今頃は高笑いしているであろう姉の教育方針に呆れつつ、榎麻に、苦労してんなお前も、と髪をくしゃくしゃにしてやると、一瞬ぽけっとしたが榎麻は、すぐに破顔した。
「…りーや、ごはんたべよっ」
「…ああ」
トースターとポットがあったから榎麻にも作れたらしいそれらを口にすると、少し冷めているものの、味はまずまずだった。
……俺が湯をいつも沸かしてる人間でよかった…。
自分でやかんでも使って沸かしかねない、このちび……。
ひやりとした俺は、末恐ろしい姪の将来を案じつつ、適当にスクランブルエッグでも作って――何故かちょこまかと動きちびも手伝った――榎麻に食べさせ、朝食を終えた。

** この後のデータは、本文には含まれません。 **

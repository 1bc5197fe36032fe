pub mod row;
pub mod sqlite;
pub(crate) mod util;

#[cfg(test)]
mod sqlite_test;

use serde::{Serialize, Serializer};
use serde_repr::*;
use std::{collections::BTreeMap, fmt};
use thiserror::Error;

pub type ID = i64;

#[derive(Error, Debug)]
pub enum ConnectionError {
    #[error("SQLite error: {0}")]
    SQLite(#[from] rusqlite::Error),
    #[error("No user defined table or view found in the database")]
    SchemaNotFound,
    #[error("Table has {columns} columns, but the configured layout requires {required}")]
    SchemaMismatch { columns: usize, required: usize },
    #[error("Malformed row for instance {instance}, column {column}: {reason}")]
    MalformedRow {
        instance: ID,
        column: usize,
        reason: String,
    },
    #[error("Layout defines {0} constraint flags, which does not fit a constraint key")]
    TooManyConstraints(usize),
}

#[derive(Serialize_repr, Deserialize_repr, PartialEq, Eq, Debug, Clone, Copy)]
#[repr(i8)]
pub enum Satisfiability {
    Unsatisfiable = -1,
    Unknown = 0,
    Satisfiable = 1,
}

/// Puzzle metadata taken from the first row of an instance.
/// None of it is used for plotting.
#[derive(Debug, Clone, PartialEq, Serialize)]
pub struct Problem {
    pub grid: Vec<String>,
    #[serde(skip_serializing_if = "Option::is_none")]
    pub index: Option<Vec<String>>,
    #[serde(skip_serializing_if = "Vec::is_empty")]
    pub debug: Vec<String>,
    pub satisfiability: Satisfiability,
}

/// The three measurements a solver reports for one configuration
#[derive(Debug, Clone, Copy, PartialEq, Serialize)]
pub struct Measurement {
    pub generation: f64,
    pub solve: f64,
    pub other: f64,
}

impl Measurement {
    pub fn new(generation: f64, solve: f64, other: f64) -> Self {
        Self {
            generation,
            solve,
            other,
        }
    }

    /// the value every comparison is based on
    pub fn primary(&self) -> f64 {
        self.generation
    }
}

pub type SolverResults = BTreeMap<String, Measurement>;

/// Fixed width tuple of constraint flags, bit `c` holds flag `c`
#[derive(Debug, Clone, Copy, PartialEq, Eq, PartialOrd, Ord, Hash)]
pub struct ConstraintKey {
    bits: u32,
    width: u8,
}

impl ConstraintKey {
    pub fn from_flags(flags: &[bool]) -> Self {
        debug_assert!(flags.len() <= u32::BITS as usize);

        let bits = flags
            .iter()
            .enumerate()
            .filter(|(_, flag)| **flag)
            .fold(0, |bits, (position, _)| bits | (1 << position));

        Self {
            bits,
            width: flags.len() as u8,
        }
    }

    pub fn width(&self) -> usize {
        self.width as usize
    }

    pub fn flag(&self, constraint: usize) -> bool {
        constraint < self.width() && self.bits & (1 << constraint) != 0
    }

    /// same key with flag `constraint` negated
    pub fn flipped(&self, constraint: usize) -> Self {
        debug_assert!(constraint < self.width());

        Self {
            bits: self.bits ^ (1 << constraint),
            width: self.width,
        }
    }

    pub fn flags(&self) -> impl Iterator<Item = bool> + '_ {
        (0..self.width()).map(|position| self.flag(position))
    }
}

impl fmt::Display for ConstraintKey {
    fn fmt(&self, f: &mut fmt::Formatter<'_>) -> fmt::Result {
        write!(f, "(")?;
        for (position, flag) in self.flags().enumerate() {
            if position > 0 {
                write!(f, ",")?;
            }
            write!(f, "{}", if flag { 'T' } else { 'F' })?;
        }
        write!(f, ")")
    }
}

impl Serialize for ConstraintKey {
    fn serialize<S: Serializer>(&self, serializer: S) -> Result<S::Ok, S::Error> {
        serializer.collect_str(self)
    }
}

/// One experiment run with all of its configuration results
#[derive(Debug, Clone, PartialEq, Serialize)]
pub struct Instance {
    pub id: ID,
    pub problem: Option<Problem>,
    pub results: BTreeMap<ConstraintKey, SolverResults>,
}

impl Instance {
    pub fn empty(id: ID) -> Self {
        Self {
            id,
            problem: None,
            results: BTreeMap::new(),
        }
    }
}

軽くぼさぼさになっている榎麻の髪に気付いて、仕方ないと櫛で解いてやりながら――ホストの性分か?綺麗な髪なんだからもったいなくてつい――聞いた。
「そうだ榎麻。お前、保育園だか幼稚園だかに行ってるんじゃないのか?」
素朴な疑問だった。
「ままが、おやすみしなさいって」
…おいおい。一月もかよ。
「…お前は行かなくて平気なのか?」
「ちょっとさみしいけど、りやといるほうがいい!」
……一日も経ってないくせに、何言ってんだかこのお子様は。
嘆息しつつも、もう榎麻を迷惑だとそこまで思っていないことに気付いて驚いた。
榎麻を見ると、満面の笑顔をくれる。
……ガキなんか、嫌いだったんだけどな…。
――ちなみに、榎麻はほとんど我儘を言わない。
姉貴、あんたは反面教師か……?
それから暫く、幼い少女と青年の生活は続くのだった。
これもHPより。
叔父と姪のほのぼのが書きたくて。
将来的にすごい過保護になればいいと思う。